Let $W_1$ and $W_2$ be subspaces of a finite-dimensional vector space V.
Let $\dim(W_1) =n_1$ and $\dim(W_2) = n_2$.
Claim: Show that $W_1 \cap W_2 \leq $ the smaller of $n_1$ and $n_2$.
My attempt at the proof:
We will consider all the cases such claim holds.
Case 1: $W_1 = W_2$
Since $W_1 =W_2$ then $W_1 \cap W_2 = W_1=W_2$.
This further implies that the dimension of both subspaces are equal. i.e. $n_1=n_2$ which further implies that $\dim(W_1 \cap W_2)=n_1=n_2$.
Case 2: (a) $W_1 \cap W_2 = W_1$ (b)$W_1 \cap W_2 = W_2$
(a) By the nature of the case we are considering it's given that $W_1 \subset W_2$. Because $W_1 \cap W_2$ is just all of $W_1$ means that the $\dim(W_1 \cap W_2)=\dim(W_1)=n_1$.
(b) On the other hand, by the same logic above $\dim(W_1 \cap W_2)=\dim(W_2)=n_2$.
Case 3: $W_1 \cap W_2 = B \cup A$ where B and A are some arbitrary subsets of $W_1$ and $W_2$ respectively. It also splits into two separate cases as follows:
(a) $W_1 \subset W_2 \implies$ $\dim(W_1 \cap W_2)<n_1$ since $W_1 \subset W_2$ and it's a "<" sign because it contains both some elements from $W_1$ and some from $W_2$.
(b) $W_2 \subset W_1 \implies$ $\dim(W_1 \cap W_2)<n_2$ by the same reasoning above.
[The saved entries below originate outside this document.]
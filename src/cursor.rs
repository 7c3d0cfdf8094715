//! UTF-16 code unit indexing.
//!
//! The scanner walks code units one at a time but classifies scalar values.
//! [`CodepointCursor`] does the translation: it decodes the scalar value
//! covering a code unit index, and tells the scanner when a unit is one half
//! of a surrogate pair whose other half has already been (or will be)
//! visited. Unpaired surrogates are never an error; they decode to their
//! own 16-bit value.

/// True for U+D800..=U+DBFF.
#[inline]
#[must_use]
pub const fn is_high_surrogate(unit: u16) -> bool {
    matches!(unit, 0xD800..=0xDBFF)
}

/// True for U+DC00..=U+DFFF.
#[inline]
#[must_use]
pub const fn is_low_surrogate(unit: u16) -> bool {
    matches!(unit, 0xDC00..=0xDFFF)
}

/// Combine a high and low surrogate into the supplementary scalar value.
#[inline]
#[must_use]
pub const fn combine_surrogates(high: u16, low: u16) -> u32 {
    ((high as u32 - 0xD800) << 10) + (low as u32 - 0xDC00) + 0x1_0000
}

/// Read-only view over UTF-16 text that decodes scalar values on demand.
#[derive(Clone, Copy, Debug)]
pub struct CodepointCursor<'a> {
    text: &'a [u16],
}

impl<'a> CodepointCursor<'a> {
    #[must_use]
    pub const fn new(text: &'a [u16]) -> Self {
        Self { text }
    }

    #[must_use]
    pub const fn len(&self) -> usize {
        self.text.len()
    }

    #[must_use]
    pub const fn is_empty(&self) -> bool {
        self.text.is_empty()
    }

    #[inline]
    fn unit(&self, index: usize) -> Option<u16> {
        self.text.get(index).copied()
    }

    #[inline]
    fn unit_before(&self, index: usize) -> Option<u16> {
        index.checked_sub(1).and_then(|i| self.unit(i))
    }

    /// Scalar value covering the code unit at `index`.
    ///
    /// A high surrogate followed by a low surrogate, or a low surrogate
    /// preceded by a high surrogate, decodes to the pair's supplementary
    /// value, so either half of a pair yields the same result. Any other
    /// unit, including an unpaired surrogate, decodes to itself.
    ///
    /// # Panics
    ///
    /// Panics if `index` is out of bounds.
    #[inline]
    #[must_use]
    pub fn scalar_at(&self, index: usize) -> u32 {
        let unit = self.text[index];

        if is_high_surrogate(unit) {
            if let Some(low) = self.unit(index + 1).filter(|&u| is_low_surrogate(u)) {
                return combine_surrogates(unit, low);
            }
        } else if is_low_surrogate(unit) {
            if let Some(high) = self.unit_before(index).filter(|&u| is_high_surrogate(u)) {
                return combine_surrogates(high, unit);
            }
        }

        u32::from(unit)
    }

    /// True when `index` holds the low half of a pair that starts at
    /// `index - 1`. Forward scans skip such units.
    #[inline]
    #[must_use]
    pub fn is_trailing_continuation(&self, index: usize) -> bool {
        matches!(
            (self.unit_before(index), self.unit(index)),
            (Some(high), Some(low)) if is_high_surrogate(high) && is_low_surrogate(low)
        )
    }

    /// True when `index` holds the high half of a pair that ends at
    /// `index + 1`. Backward scans skip such units.
    #[inline]
    #[must_use]
    pub fn is_leading_half(&self, index: usize) -> bool {
        index
            .checked_add(1)
            .is_some_and(|next| self.is_trailing_continuation(next))
    }
}

#[cfg(test)]
mod tests {
    use super::*;

    fn utf16(s: &str) -> Vec<u16> {
        s.encode_utf16().collect()
    }

    #[test]
    fn bmp_units_decode_to_themselves() {
        let text = utf16("aé€");
        let cursor = CodepointCursor::new(&text);
        assert_eq!(cursor.scalar_at(0), 0x61);
        assert_eq!(cursor.scalar_at(1), 0xE9);
        assert_eq!(cursor.scalar_at(2), 0x20AC);
    }

    #[test]
    fn both_halves_of_pair_decode_the_same() {
        let text = utf16("x😜y");
        let cursor = CodepointCursor::new(&text);
        assert_eq!(cursor.len(), 4);
        assert_eq!(cursor.scalar_at(1), 0x1F61C);
        assert_eq!(cursor.scalar_at(2), 0x1F61C);
        assert_eq!(cursor.scalar_at(3), u32::from('y'));
    }

    #[test]
    fn combine_extremes() {
        assert_eq!(combine_surrogates(0xD800, 0xDC00), 0x1_0000);
        assert_eq!(combine_surrogates(0xDBFF, 0xDFFF), 0x10_FFFF);
    }

    #[test]
    fn unpaired_surrogates_decode_to_themselves() {
        // Lone high at the end, lone low at the start.
        let text = [0xDC00, 0x0061, 0xD800];
        let cursor = CodepointCursor::new(&text);
        assert_eq!(cursor.scalar_at(0), 0xDC00);
        assert_eq!(cursor.scalar_at(2), 0xD800);

        // Reversed pair is two unpaired surrogates.
        let text = [0xDC00, 0xD800];
        let cursor = CodepointCursor::new(&text);
        assert_eq!(cursor.scalar_at(0), 0xDC00);
        assert_eq!(cursor.scalar_at(1), 0xD800);
        assert!(!cursor.is_trailing_continuation(1));
        assert!(!cursor.is_leading_half(0));
    }

    #[test]
    fn continuation_and_leading_half_mirror_each_other() {
        let text = utf16("a🇺🇸");
        let cursor = CodepointCursor::new(&text);
        let trailing: Vec<bool> = (0..text.len())
            .map(|i| cursor.is_trailing_continuation(i))
            .collect();
        let leading: Vec<bool> = (0..text.len()).map(|i| cursor.is_leading_half(i)).collect();

        assert_eq!(trailing, vec![false, false, true, false, true]);
        assert_eq!(leading, vec![false, true, false, true, false]);
        for i in 1..text.len() {
            assert_eq!(cursor.is_trailing_continuation(i), cursor.is_leading_half(i - 1));
        }
    }

    #[test]
    fn edges_are_never_continuations() {
        let text = utf16("😜");
        let cursor = CodepointCursor::new(&text);
        assert!(!cursor.is_trailing_continuation(0));
        assert!(!cursor.is_leading_half(1));
        assert!(!cursor.is_leading_half(5));

        let empty = CodepointCursor::new(&[]);
        assert!(empty.is_empty());
        assert!(!empty.is_trailing_continuation(0));
    }

    #[test]
    fn high_high_low_pairs_the_second_high() {
        let text = [0xD800, 0xD800, 0xDC00];
        let cursor = CodepointCursor::new(&text);
        assert_eq!(cursor.scalar_at(0), 0xD800);
        assert_eq!(cursor.scalar_at(1), 0x1_0000);
        assert_eq!(cursor.scalar_at(2), 0x1_0000);
        assert!(!cursor.is_trailing_continuation(1));
        assert!(cursor.is_trailing_continuation(2));
    }

    #[test]
    fn extreme_indices_are_not_pair_halves() {
        let text = [0xD83D, 0xDE1C];
        let cursor = CodepointCursor::new(&text);
        assert!(cursor.is_leading_half(0));
        assert!(!cursor.is_leading_half(usize::MAX));
        assert!(!cursor.is_trailing_continuation(usize::MAX));
    }
}
//! `graphemes`: split text into extended grapheme clusters
//!
//! # Usage
//!
//! ```bash
//! cargo run --bin graphemes -- "é🇺🇸"
//! echo "hello" | cargo run --bin graphemes -- --count
//! cargo run --bin graphemes -- --codepoints --reverse "😜🇺🇸👍"
//! ```

use grapheme_breaker::{Segmenter, SegmenterOptions, TableSource};
use std::ffi::OsString;
use std::io::{self, Read, Write};
use std::path::PathBuf;

// ============================================================================
// CLI Parsing
// ============================================================================

const HELP_TEXT: &str = "graphemes - split text into extended grapheme clusters

USAGE:
    graphemes [OPTIONS] [TEXT]...

Words of TEXT are joined with single spaces. Without TEXT, standard input
is read and one trailing line ending is dropped.

OPTIONS:
    -h, --help              Print this help message and exit
    -c, --count             Print only the number of clusters
    -b, --boundaries        Print boundary offsets (UTF-16 code units)
    -r, --reverse           List clusters from last to first
    -u, --codepoints        Print clusters as U+XXXX code points
    --table <PATH>          Load a serialized class table instead of the
                            bundled one

EXAMPLES:
    graphemes \"नमस्ते\"              # One cluster per line
    graphemes --count \"😜🇺🇸👍\"     # 3
    graphemes -b \"a\\r\\nb\"
";

/// What to print.
#[derive(Clone, Copy, Debug, Default, PartialEq, Eq)]
pub enum OutputMode {
    #[default]
    Clusters,
    Count,
    Boundaries,
}

/// Configuration parsed from command-line arguments.
#[derive(Clone, Debug, Default)]
pub struct Config {
    pub mode: OutputMode,
    pub reverse: bool,
    pub codepoints: bool,
    pub table: Option<PathBuf>,
    pub text: Option<String>,
}

/// Result of CLI parsing.
pub enum ParseResult {
    /// Successfully parsed configuration.
    Config(Config),
    /// User requested help.
    Help,
    /// Parse error with message.
    Error(String),
}

impl Config {
    /// Parse configuration from command-line arguments.
    pub fn from_args<I>(args: I) -> ParseResult
    where
        I: IntoIterator<Item = OsString>,
    {
        let mut config = Self::default();
        let mut words: Vec<String> = Vec::new();
        let mut args = args.into_iter();

        // Skip program name
        args.next();

        while let Some(arg) = args.next() {
            let arg_str = arg.to_string_lossy();
            match arg_str.as_ref() {
                "-h" | "--help" => return ParseResult::Help,
                "-c" | "--count" => config.mode = OutputMode::Count,
                "-b" | "--boundaries" => config.mode = OutputMode::Boundaries,
                "-r" | "--reverse" => config.reverse = true,
                "-u" | "--codepoints" => config.codepoints = true,
                "--table" => match args.next() {
                    Some(path) => config.table = Some(PathBuf::from(path)),
                    None => return ParseResult::Error("--table requires a value".to_string()),
                },
                "--" => {
                    words.extend(args.by_ref().map(|a| a.to_string_lossy().into_owned()));
                }
                other if other.starts_with('-') && other.len() > 1 => {
                    return ParseResult::Error(format!("Unknown option: {other}"));
                }
                other => words.push(other.to_string()),
            }
        }

        if !words.is_empty() {
            config.text = Some(words.join(" "));
        }
        ParseResult::Config(config)
    }

    fn segmenter_options(&self) -> SegmenterOptions {
        SegmenterOptions {
            table: self
                .table
                .clone()
                .map_or(TableSource::Bundled, TableSource::Path),
            ..SegmenterOptions::default()
        }
    }
}

fn main() {
    let config = match Config::from_args(std::env::args_os()) {
        ParseResult::Config(config) => config,
        ParseResult::Help => {
            print!("{HELP_TEXT}");
            return;
        }
        ParseResult::Error(msg) => {
            eprintln!("Error: {msg}");
            eprintln!("Run with --help for usage information.");
            std::process::exit(2);
        }
    };

    let segmenter = match Segmenter::with_options(config.segmenter_options()) {
        Ok(segmenter) => segmenter,
        Err(err) => {
            eprintln!("Error: failed to load class table: {err}");
            std::process::exit(1);
        }
    };

    if let Err(err) = run(&config, &segmenter) {
        eprintln!("Error: {err}");
        std::process::exit(1);
    }
}

fn read_input(config: &Config) -> io::Result<String> {
    if let Some(text) = &config.text {
        return Ok(text.clone());
    }
    let mut input = String::new();
    io::stdin().read_to_string(&mut input)?;
    if input.ends_with('\n') {
        input.pop();
        if input.ends_with('\r') {
            input.pop();
        }
    }
    Ok(input)
}

fn run(config: &Config, segmenter: &Segmenter) -> io::Result<()> {
    let input = read_input(config)?;
    let text: Vec<u16> = input.encode_utf16().collect();
    let stdout = io::stdout();
    let mut out = stdout.lock();

    match config.mode {
        OutputMode::Count => writeln!(out, "{}", segmenter.count_breaks(&text))?,
        OutputMode::Boundaries => {
            let mut boundaries = segmenter.boundaries(&text);
            if config.reverse {
                boundaries.reverse();
            }
            let line: Vec<String> = boundaries.iter().map(ToString::to_string).collect();
            writeln!(out, "{}", line.join(" "))?;
        }
        OutputMode::Clusters => {
            let clusters: Box<dyn Iterator<Item = &[u16]> + '_> = if config.reverse {
                Box::new(segmenter.graphemes(&text).rev())
            } else {
                Box::new(segmenter.graphemes(&text))
            };
            for cluster in clusters {
                writeln!(out, "{}", render_cluster(cluster, config.codepoints))?;
            }
        }
    }

    out.flush()
}

fn render_cluster(cluster: &[u16], codepoints: bool) -> String {
    if !codepoints {
        return String::from_utf16_lossy(cluster);
    }
    char::decode_utf16(cluster.iter().copied())
        .map(|c| match c {
            Ok(ch) => format!("U+{:04X}", u32::from(ch)),
            Err(err) => format!("U+{:04X}", err.unpaired_surrogate()),
        })
        .collect::<Vec<_>>()
        .join(" ")
}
Question: I would very much appreciate if you can point out any of the small details that I might be missing and check over my proof. Also, if there's another approach to this proof a suggestion would be appreciated also. I would appreciate a stronger acknowledgement towards my proof but willing to take suggestions for different paths. Thank you in advance!
Edit #1: The question is solved, however can anyone suggest me the cases that I would have to consider? Do I have all the cases and are they enough to prove the claim? Only reason why I am asking for this is because it will help me understand the intuition around the claim. Thanks!
You may do this problem without separating the problem into three cases.
Hint: Prove that if $U \subset V$ is a vector subspace of a vector space $V$, then dim$U\leq$ dim$V$ (What if the contrary happens? Consider the basis....). Then the theorem follows (how?).
Modification of your proof: The third case should be phrased as the symmetric difference of $W_1$ and $W_1$ is non-empty. Then you can indeed to use case 2 to finish the proof, since you can write $W_1 \cap W_2=W_1 \cap (W_1 \cap W_2)=W_2 \cap (W_1 \cap W_2)$. The first equality gives you dim$(W_1\cap W_2) \leq$dim$W_1$, and so on.